What you are asked to do — From the entries that follow, list every line in which the string "cached" appears.

Exercise materials —
-=-=-

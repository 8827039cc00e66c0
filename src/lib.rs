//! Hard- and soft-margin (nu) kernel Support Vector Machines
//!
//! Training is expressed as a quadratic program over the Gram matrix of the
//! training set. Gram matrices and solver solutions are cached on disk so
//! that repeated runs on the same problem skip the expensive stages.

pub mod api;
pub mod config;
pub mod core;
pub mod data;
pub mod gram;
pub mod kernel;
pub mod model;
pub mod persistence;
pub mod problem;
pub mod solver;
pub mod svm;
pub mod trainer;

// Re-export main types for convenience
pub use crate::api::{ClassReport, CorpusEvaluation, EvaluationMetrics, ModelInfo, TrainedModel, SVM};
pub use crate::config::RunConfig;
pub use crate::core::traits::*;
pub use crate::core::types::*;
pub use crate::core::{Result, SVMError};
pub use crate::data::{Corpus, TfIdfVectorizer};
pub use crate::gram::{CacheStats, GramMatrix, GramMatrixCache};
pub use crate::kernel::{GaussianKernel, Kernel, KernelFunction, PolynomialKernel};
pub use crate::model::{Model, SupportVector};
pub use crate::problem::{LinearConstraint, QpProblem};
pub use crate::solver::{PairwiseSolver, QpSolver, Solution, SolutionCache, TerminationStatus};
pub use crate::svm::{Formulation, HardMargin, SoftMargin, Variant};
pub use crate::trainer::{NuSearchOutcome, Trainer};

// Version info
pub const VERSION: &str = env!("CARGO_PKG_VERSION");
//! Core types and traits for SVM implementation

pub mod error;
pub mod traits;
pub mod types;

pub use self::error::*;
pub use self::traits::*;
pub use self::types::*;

-=-=-

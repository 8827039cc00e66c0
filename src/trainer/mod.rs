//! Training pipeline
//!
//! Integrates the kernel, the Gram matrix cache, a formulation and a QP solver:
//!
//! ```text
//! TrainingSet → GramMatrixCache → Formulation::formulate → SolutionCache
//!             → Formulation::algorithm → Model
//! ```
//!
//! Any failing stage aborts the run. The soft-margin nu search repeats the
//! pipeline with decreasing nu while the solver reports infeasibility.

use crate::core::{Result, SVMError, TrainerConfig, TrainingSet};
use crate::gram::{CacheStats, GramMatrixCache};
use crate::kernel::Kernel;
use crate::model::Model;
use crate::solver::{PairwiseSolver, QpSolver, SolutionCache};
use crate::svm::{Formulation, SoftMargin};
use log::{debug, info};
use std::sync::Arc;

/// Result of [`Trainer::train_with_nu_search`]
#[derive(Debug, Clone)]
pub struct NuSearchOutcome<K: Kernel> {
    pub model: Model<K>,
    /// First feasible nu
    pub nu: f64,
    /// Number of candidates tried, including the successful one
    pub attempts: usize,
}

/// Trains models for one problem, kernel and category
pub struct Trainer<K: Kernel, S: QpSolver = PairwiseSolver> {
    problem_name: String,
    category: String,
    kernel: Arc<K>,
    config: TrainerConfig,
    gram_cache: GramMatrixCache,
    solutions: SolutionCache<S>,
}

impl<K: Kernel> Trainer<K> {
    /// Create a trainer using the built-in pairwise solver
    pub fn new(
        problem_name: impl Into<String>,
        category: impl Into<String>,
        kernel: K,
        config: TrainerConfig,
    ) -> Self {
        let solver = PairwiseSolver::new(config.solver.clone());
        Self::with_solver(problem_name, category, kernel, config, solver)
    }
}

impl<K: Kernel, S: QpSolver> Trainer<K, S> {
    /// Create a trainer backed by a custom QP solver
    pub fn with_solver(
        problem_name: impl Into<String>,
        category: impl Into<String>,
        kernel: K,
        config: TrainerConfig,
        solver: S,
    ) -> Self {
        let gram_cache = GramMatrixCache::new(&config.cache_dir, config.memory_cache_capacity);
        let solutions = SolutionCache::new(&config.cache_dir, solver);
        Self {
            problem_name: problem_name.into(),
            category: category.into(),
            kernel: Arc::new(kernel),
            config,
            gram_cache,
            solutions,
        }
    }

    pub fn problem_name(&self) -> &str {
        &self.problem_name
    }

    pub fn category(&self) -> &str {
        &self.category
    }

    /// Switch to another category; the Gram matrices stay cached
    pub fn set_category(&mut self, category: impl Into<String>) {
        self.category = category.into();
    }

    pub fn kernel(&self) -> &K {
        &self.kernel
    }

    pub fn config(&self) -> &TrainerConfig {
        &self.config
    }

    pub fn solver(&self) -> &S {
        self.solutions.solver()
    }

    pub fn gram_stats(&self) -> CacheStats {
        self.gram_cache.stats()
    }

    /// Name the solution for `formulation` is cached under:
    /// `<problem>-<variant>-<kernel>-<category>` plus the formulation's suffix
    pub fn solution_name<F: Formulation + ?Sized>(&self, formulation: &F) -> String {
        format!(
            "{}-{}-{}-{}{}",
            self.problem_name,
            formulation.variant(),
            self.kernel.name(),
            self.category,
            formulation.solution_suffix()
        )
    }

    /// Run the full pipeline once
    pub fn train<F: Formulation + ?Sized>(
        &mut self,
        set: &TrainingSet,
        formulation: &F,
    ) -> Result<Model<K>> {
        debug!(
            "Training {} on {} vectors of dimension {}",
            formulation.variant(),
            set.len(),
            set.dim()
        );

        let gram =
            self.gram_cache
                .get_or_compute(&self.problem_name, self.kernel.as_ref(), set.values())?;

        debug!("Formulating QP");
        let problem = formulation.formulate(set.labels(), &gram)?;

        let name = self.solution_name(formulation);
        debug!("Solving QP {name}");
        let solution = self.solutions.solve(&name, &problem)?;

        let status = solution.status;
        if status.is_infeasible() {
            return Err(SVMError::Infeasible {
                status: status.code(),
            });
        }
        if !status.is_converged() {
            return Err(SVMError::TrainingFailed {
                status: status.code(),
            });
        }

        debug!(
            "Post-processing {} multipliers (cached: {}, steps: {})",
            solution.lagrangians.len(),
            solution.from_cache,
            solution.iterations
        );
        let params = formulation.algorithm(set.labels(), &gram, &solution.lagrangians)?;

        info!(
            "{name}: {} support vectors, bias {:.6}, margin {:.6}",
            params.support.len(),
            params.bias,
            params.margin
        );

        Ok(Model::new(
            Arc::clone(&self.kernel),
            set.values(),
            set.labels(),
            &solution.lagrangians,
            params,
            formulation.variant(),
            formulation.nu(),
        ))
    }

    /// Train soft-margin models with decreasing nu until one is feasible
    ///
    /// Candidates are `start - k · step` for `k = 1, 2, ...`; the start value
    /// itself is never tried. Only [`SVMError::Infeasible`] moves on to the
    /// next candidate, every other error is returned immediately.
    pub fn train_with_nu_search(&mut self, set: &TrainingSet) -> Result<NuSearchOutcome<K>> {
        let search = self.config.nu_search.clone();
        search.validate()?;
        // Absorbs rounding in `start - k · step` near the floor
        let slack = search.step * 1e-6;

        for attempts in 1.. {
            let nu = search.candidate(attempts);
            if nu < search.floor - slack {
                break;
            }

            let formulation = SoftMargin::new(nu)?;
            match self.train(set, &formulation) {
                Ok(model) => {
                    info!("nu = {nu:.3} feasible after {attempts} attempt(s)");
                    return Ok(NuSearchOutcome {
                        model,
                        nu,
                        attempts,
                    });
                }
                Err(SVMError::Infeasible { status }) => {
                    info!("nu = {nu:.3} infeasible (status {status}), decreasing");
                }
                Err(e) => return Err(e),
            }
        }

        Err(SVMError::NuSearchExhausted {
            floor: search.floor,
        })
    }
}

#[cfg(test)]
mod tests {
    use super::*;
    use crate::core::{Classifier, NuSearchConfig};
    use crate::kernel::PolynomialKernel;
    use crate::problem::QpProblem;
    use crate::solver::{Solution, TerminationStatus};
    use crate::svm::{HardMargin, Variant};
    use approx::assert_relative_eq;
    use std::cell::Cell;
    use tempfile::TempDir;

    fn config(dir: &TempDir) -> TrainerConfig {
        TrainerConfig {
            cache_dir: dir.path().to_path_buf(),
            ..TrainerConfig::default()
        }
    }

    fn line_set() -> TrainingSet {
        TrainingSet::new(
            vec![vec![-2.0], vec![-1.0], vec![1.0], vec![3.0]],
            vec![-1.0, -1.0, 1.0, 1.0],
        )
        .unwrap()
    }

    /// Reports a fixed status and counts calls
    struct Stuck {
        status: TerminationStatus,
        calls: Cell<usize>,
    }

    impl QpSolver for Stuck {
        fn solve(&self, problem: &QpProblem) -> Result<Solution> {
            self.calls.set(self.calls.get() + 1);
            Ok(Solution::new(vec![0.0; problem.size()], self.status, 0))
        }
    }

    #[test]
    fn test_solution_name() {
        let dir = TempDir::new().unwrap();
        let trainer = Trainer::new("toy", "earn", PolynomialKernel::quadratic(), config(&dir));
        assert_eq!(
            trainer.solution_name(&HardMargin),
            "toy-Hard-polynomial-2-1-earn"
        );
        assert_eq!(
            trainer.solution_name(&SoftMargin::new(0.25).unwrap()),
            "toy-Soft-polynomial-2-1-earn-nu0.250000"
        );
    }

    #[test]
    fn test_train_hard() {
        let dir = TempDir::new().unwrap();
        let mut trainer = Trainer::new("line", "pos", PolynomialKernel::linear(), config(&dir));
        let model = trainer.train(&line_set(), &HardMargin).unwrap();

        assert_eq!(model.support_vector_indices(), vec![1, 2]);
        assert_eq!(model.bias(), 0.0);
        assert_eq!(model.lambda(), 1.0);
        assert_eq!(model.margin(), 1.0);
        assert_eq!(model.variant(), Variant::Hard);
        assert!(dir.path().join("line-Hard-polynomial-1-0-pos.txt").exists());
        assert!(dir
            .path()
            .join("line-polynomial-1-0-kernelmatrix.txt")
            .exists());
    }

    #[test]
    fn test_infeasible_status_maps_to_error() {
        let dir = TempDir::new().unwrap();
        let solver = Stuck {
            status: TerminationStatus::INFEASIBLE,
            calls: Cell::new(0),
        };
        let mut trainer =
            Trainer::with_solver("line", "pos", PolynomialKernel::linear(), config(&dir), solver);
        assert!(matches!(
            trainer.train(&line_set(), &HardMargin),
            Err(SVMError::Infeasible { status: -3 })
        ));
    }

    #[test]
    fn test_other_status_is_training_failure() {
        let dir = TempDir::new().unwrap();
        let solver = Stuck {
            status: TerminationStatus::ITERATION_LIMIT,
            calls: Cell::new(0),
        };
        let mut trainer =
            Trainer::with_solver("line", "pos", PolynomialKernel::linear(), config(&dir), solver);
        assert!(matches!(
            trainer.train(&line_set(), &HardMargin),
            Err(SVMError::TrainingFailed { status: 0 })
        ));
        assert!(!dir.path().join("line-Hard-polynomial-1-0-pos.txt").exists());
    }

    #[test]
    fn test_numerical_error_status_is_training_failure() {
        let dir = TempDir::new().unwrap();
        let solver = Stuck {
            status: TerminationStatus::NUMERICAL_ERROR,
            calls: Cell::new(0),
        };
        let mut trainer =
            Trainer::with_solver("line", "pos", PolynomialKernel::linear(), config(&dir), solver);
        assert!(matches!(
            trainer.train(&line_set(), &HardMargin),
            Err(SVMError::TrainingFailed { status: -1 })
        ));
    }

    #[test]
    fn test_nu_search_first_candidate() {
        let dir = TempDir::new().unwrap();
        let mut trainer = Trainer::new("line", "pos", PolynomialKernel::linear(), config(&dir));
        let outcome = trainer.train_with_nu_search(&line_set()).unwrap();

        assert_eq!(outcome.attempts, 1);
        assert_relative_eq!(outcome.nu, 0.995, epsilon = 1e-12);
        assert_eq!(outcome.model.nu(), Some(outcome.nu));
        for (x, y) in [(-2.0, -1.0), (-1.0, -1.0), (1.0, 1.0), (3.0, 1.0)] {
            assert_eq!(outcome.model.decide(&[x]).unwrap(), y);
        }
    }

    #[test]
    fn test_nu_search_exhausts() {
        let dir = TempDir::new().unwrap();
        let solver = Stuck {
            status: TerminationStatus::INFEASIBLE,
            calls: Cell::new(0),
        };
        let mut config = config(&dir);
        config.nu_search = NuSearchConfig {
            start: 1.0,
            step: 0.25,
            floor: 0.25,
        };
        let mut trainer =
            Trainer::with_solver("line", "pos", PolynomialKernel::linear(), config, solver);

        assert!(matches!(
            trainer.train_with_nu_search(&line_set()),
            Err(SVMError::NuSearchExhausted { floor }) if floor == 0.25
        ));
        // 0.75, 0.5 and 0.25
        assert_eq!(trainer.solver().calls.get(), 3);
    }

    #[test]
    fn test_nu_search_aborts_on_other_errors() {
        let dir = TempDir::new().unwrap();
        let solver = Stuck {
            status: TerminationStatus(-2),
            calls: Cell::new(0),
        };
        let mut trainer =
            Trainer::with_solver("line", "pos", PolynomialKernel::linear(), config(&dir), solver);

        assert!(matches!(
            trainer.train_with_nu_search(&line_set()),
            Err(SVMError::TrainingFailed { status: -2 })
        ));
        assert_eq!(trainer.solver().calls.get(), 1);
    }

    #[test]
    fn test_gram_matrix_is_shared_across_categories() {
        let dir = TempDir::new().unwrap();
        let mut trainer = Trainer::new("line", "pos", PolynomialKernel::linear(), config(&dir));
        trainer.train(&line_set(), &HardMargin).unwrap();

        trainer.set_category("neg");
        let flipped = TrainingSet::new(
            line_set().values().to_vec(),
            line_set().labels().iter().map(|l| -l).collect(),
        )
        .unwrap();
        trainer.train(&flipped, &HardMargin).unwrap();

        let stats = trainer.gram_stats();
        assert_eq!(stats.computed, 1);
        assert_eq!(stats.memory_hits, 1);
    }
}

-=-=-

Finished task —
//! training set. Gram matrices and solver solutions are cached on disk so
    /// Switch to another category; the Gram matrices stay cached
    /// Name the solution for `formulation` is cached under:
            "Post-processing {} multipliers (cached: {}, steps: {})",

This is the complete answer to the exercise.